FYI. The generators that support this have jump sizes of 2^64, 96, 128, 192,
256 and 512. So this is a lot of output sequence to jump.
Copy on its own works but for what purpose? If you want a second generator at
the moment you just create a new one (with a different seed). Duplicate copies
of generators is prone to potential pitfalls where simulations are not as
random as you intend. For a special use case where you wish to run multiple
simulations with the same generator you can use the Restorable interface to
save the state of one and re-create it in other instances.
The current thread came to the choice of:
>>> So the options are (in all cases returning the copy):
>>>
>>> 1. createAndJumpCopy
>>> 2. copyAndJumpParent
>>> 3. jumpParentAndCopy
>>> 4. jump and copy separately
Jump and copy separately was ruled out to discourage misuse of copy.
The current suggestion is 1. Create a copy and jump that ahead. The current
instance is not affected.
I now consider this to be weaker for a variety of use cases than 2. This copies
the current state for use and then jumps the parent ahead. So this alters the
state of the parent generator.
Note that all other methods of a generator alter its state. So having jump
alter its state is reasonable.
The most flexible API is to separate jump and copy into two methods. We can
still support helper functions that take in a Jumpable generator and create a
jump series of generators for parallel work. Separating jump and copy allows
the functionality to be used in a larger number of ways than any other
interface that attempts to combine jump and copy.
I am fine with having separate jump and copy. If so the copy method, being part
of the Jumpable interface, will be functionally coupled with the jump method
and should be described in Javadoc with the intended purpose to use it to copy
the parent state either before or after a jump into a child generator.

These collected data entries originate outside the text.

//! Page registry.
//!
//! Pages are `page` elements, numbered by document order. Re-indexing is the
//! only operation that renumbers them; it also wraps bare pages in a
//! synthetic `pagecontainer` and rebuilds the keyword registry from each
//! page's space-separated `key` attribute.

use std::collections::HashMap;

use crate::diagnostics::Diagnostic;
use crate::dom::{Attribute, Document, NodeId};
use crate::provenance::{ProvenanceMap, Sentinel, graft_attr};

/// Tag of page nodes.
pub const PAGE_TAG: &str = "page";
/// Tag of the wrapper every page sits in.
pub const WRAPPER_TAG: &str = "pagecontainer";

/// Outcome of a re-indexing pass.
#[derive(Debug, Clone, Default, PartialEq, Eq)]
pub struct Reindex {
    pub count: usize,
    /// Wrappers created by this pass.
    pub wrapped: usize,
    pub conflicts: Vec<Diagnostic>,
}

/// Ordinal and keyword index over the pages of a document.
#[derive(Debug, Clone, Default)]
pub struct PageRegistry {
    pages: Vec<NodeId>,
    keywords: HashMap<String, usize>,
}

impl PageRegistry {
    pub fn new() -> Self {
        Self::default()
    }

    /// Rescan the document, renumber pages and rebuild the keyword registry.
    ///
    /// Each page gets a bookkeeping `id` equal to its ordinal, an
    /// `onmouseover` tracking hook and an `ondblclick` hook (authored values
    /// are left alone) and, if it has no class, `default_class`. Running this
    /// twice without a tree change in between changes nothing.
    pub fn reindex(
        &mut self,
        doc: &mut Document,
        prov: &mut ProvenanceMap,
        default_class: Option<&str>,
    ) -> Reindex {
        let root = doc.root();
        self.pages = doc.elements_by_tag(root, PAGE_TAG);
        self.keywords.clear();

        let mut report = Reindex {
            count: self.pages.len(),
            ..Reindex::default()
        };

        for (ordinal, &page) in self.pages.iter().enumerate() {
            graft_attr(doc, prov, page, "id", &ordinal.to_string());
            graft_attr(doc, prov, page, "onmouseover", &format!("trackPage({ordinal});"));
            graft_attr(doc, prov, page, "ondblclick", &format!("pageDoubleClick({ordinal});"));

            if let Some(class) = default_class
                && !doc.has_attr(page, "class")
            {
                doc.set_attr(page, "class", class);
            }

            if !doc
                .parent(page)
                .is_some_and(|parent| doc.is_element(parent, WRAPPER_TAG))
            {
                wrap_page(doc, prov, page);
                report.wrapped += 1;
            }

            for keyword in page_keywords(doc, page) {
                match self.keywords.insert(keyword.clone(), ordinal) {
                    Some(previous) if previous != ordinal => {
                        report.conflicts.push(Diagnostic::DuplicateKeyword {
                            keyword,
                            previous,
                            page: ordinal,
                        });
                    }
                    _ => {}
                }
            }
        }

        report
    }

    pub fn len(&self) -> usize {
        self.pages.len()
    }

    pub fn is_empty(&self) -> bool {
        self.pages.is_empty()
    }

    /// Highest valid ordinal (0 for an empty deck).
    pub fn last(&self) -> usize {
        self.pages.len().saturating_sub(1)
    }

    pub fn page(&self, ordinal: usize) -> Option<NodeId> {
        self.pages.get(ordinal).copied()
    }

    pub fn pages(&self) -> &[NodeId] {
        &self.pages
    }

    pub fn ordinal_of(&self, node: NodeId) -> Option<usize> {
        self.pages.iter().position(|&p| p == node)
    }

    /// Ordinal of the page containing `node` (or `node` itself).
    pub fn page_containing(&self, doc: &Document, node: NodeId) -> Option<usize> {
        let mut current = Some(node);
        while let Some(id) = current {
            if doc.is_element(id, PAGE_TAG) {
                return self.ordinal_of(id);
            }
            current = doc.parent(id);
        }
        None
    }

    /// Case-insensitive keyword lookup.
    pub fn keyword(&self, keyword: &str) -> Option<usize> {
        self.keywords.get(&keyword.to_lowercase()).copied()
    }

    pub fn keywords(&self) -> &HashMap<String, usize> {
        &self.keywords
    }

    /// Keyword first, then an integer clamped into `[0, N-1]`.
    pub fn find_by_keyword_or_ordinal(&self, token: &str) -> Option<usize> {
        if let Some(ordinal) = self.keyword(token) {
            return Some(ordinal);
        }
        if self.pages.is_empty() {
            return None;
        }
        let n = token.trim().parse::<i64>().ok()?;
        Some(self.clamp(n))
    }

    /// Clamp any integer into the valid ordinal range.
    pub fn clamp(&self, n: i64) -> usize {
        n.clamp(0, self.last() as i64) as usize
    }
}

/// Lowercased keywords of a page, in attribute order.
pub fn page_keywords(doc: &Document, page: NodeId) -> Vec<String> {
    doc.attr(page, "key")
        .map(|key| key.split_whitespace().map(str::to_lowercase).collect())
        .unwrap_or_default()
}

/// Put a synthetic wrapper where `page` is and move the page into it.
pub(crate) fn wrap_page(doc: &mut Document, prov: &mut ProvenanceMap, page: NodeId) -> NodeId {
    let wrapper = doc.create_element(WRAPPER_TAG, vec![Attribute::new("class", WRAPPER_TAG)]);
    prov.mark(wrapper, Sentinel::Wrapper);
    if doc.parent(page).is_some() {
        doc.insert_before(page, wrapper);
    }
    doc.append(wrapper, page);
    wrapper
}

#[cfg(test)]
mod tests {
    use super::*;
    use crate::dom::parse_document;

    fn index(markup: &str) -> (Document, ProvenanceMap, PageRegistry, Reindex) {
        let mut doc = parse_document(markup).unwrap();
        let mut prov = ProvenanceMap::new();
        let mut registry = PageRegistry::new();
        let report = registry.reindex(&mut doc, &mut prov, None);
        (doc, prov, registry, report)
    }

    #[test]
    fn test_ordinals_and_wrappers() {
        let (doc, prov, registry, report) =
            index("<body><page>a</page><page>b</page><page>c</page></body>");
        assert_eq!(report.count, 3);
        assert_eq!(report.wrapped, 3);
        for (i, &page) in registry.pages().iter().enumerate() {
            assert_eq!(doc.attr(page, "id"), Some(i.to_string().as_str()));
            assert!(prov.is_synthesized(page, "id"));
            let wrapper = doc.parent(page).unwrap();
            assert!(doc.is_element(wrapper, WRAPPER_TAG));
            assert!(prov.has(wrapper, Sentinel::Wrapper));
        }
    }

    #[test]
    fn test_reindex_is_idempotent() {
        let (mut doc, mut prov, mut registry, first) =
            index("<body><page key='a b'>a</page><page>b</page></body>");
        let pages = registry.pages().to_vec();
        let nodes = doc.len();

        let second = registry.reindex(&mut doc, &mut prov, None);
        assert_eq!(second.count, first.count);
        assert_eq!(second.wrapped, 0);
        assert_eq!(registry.pages(), pages.as_slice());
        assert_eq!(doc.len(), nodes);
        assert_eq!(registry.keyword("b"), Some(0));
    }

    #[test]
    fn test_existing_wrapper_is_kept() {
        let (doc, prov, registry, report) =
            index("<body><pagecontainer><page>a</page></pagecontainer></body>");
        assert_eq!(report.wrapped, 0);
        let wrapper = doc.parent(registry.page(0).unwrap()).unwrap();
        assert!(!prov.has(wrapper, Sentinel::Wrapper));
    }

    #[test]
    fn test_authored_id_is_not_overwritten() {
        let (doc, prov, registry, _) = index("<body><page id='title'>a</page></body>");
        let page = registry.page(0).unwrap();
        assert_eq!(doc.attr(page, "id"), Some("title"));
        assert!(!prov.is_synthesized(page, "id"));
    }

    #[test]
    fn test_hooks_follow_ordinals_but_spare_authored_handlers() {
        let (mut doc, mut prov, mut registry, _) = index(
            "<body><page>a</page><page ondblclick='zoom()'>b</page></body>",
        );
        let second = registry.page(1).unwrap();
        assert_eq!(doc.attr(second, "onmouseover"), Some("trackPage(1);"));
        assert_eq!(doc.attr(second, "ondblclick"), Some("zoom()"));
        assert!(prov.is_synthesized(second, "onmouseover"));
        assert!(!prov.is_synthesized(second, "ondblclick"));

        let first = registry.page(0).unwrap();
        doc.detach(doc.parent(first).unwrap());
        registry.reindex(&mut doc, &mut prov, None);
        assert_eq!(doc.attr(second, "onmouseover"), Some("trackPage(0);"));
        assert_eq!(doc.attr(second, "ondblclick"), Some("zoom()"));
    }

    #[test]
    fn test_keyword_conflict_last_wins() {
        let (_, _, registry, report) = index(
            "<body><page/><page/><page key='x'/><page/><page/><page key='X'/></body>",
        );
        assert_eq!(registry.keyword("x"), Some(5));
        assert_eq!(
            report.conflicts,
            vec![Diagnostic::DuplicateKeyword {
                keyword: "x".into(),
                previous: 2,
                page: 5
            }]
        );
    }

    #[test]
    fn test_repeated_own_keyword_is_not_a_conflict() {
        let (_, _, registry, report) = index("<body><page key='a a'/></body>");
        assert_eq!(registry.keyword("A"), Some(0));
        assert!(report.conflicts.is_empty());
    }

    #[test]
    fn test_find_by_keyword_or_ordinal() {
        let (_, _, registry, _) =
            index("<body><page/><page key='intro Start'/><page key='12'/></body>");
        assert_eq!(registry.find_by_keyword_or_ordinal("START"), Some(1));
        assert_eq!(registry.find_by_keyword_or_ordinal("12"), Some(2));
        assert_eq!(registry.find_by_keyword_or_ordinal("1"), Some(1));
        assert_eq!(registry.find_by_keyword_or_ordinal("99"), Some(2));
        assert_eq!(registry.find_by_keyword_or_ordinal("-4"), Some(0));
        assert_eq!(registry.find_by_keyword_or_ordinal("nope"), None);
    }

    #[test]
    fn test_empty_deck_finds_nothing() {
        let (_, _, registry, report) = index("<body><p>no pages</p></body>");
        assert_eq!(report.count, 0);
        assert_eq!(registry.find_by_keyword_or_ordinal("0"), None);
    }

    #[test]
    fn test_default_class_applied_once() {
        let mut doc = parse_document("<body><page/><page class='black'/></body>").unwrap();
        let mut prov = ProvenanceMap::new();
        let mut registry = PageRegistry::new();
        registry.reindex(&mut doc, &mut prov, Some("aqua"));
        let classes: Vec<_> = registry
            .pages()
            .iter()
            .map(|&p| doc.attr(p, "class").unwrap_or_default().to_string())
            .collect();
        assert_eq!(classes, vec!["aqua", "black"]);
    }

    #[test]
    fn test_page_containing() {
        let (doc, _, registry, _) = index("<body><page/><page><p><b>x</b></p></page></body>");
        let b = doc.find_by_tag("b").unwrap();
        assert_eq!(registry.page_containing(&doc, b), Some(1));
        assert_eq!(registry.page_containing(&doc, doc.body()), None);
    }
}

As a precursor this API is very flexible:
JumpableUniformRandomProvider extends UniformRandomProvider {
/** Jump and return same instance. */
JumpableUniformRandomProvider jump();
/** Copy the instance. */
JumpableUniformRandomProvider copy();
}
Returning the same instance in jump() allows method chaining such as either:
rng.jump().copy();
rng.copy().jump();
This potential pitfall is that a user may do this:
UniformRandomProvider rng1 = rng.copy().jump();
UniformRandomProvider rng2 = rng.copy().jump();
Where rng1 and 2 will be the same, 1 jump ahead of the parent state. Or:
UniformRandomProvider rng1 = rng.jump();
UniformRandomProvider rng2 = rng.jump();
Where rng, rng1 and rng2 are the same instance all 2 jumps ahead of the start
point.
I think our purpose is to provide an API for the generators that can jump and
that is not too restrictive given the use cases we have so far thought up.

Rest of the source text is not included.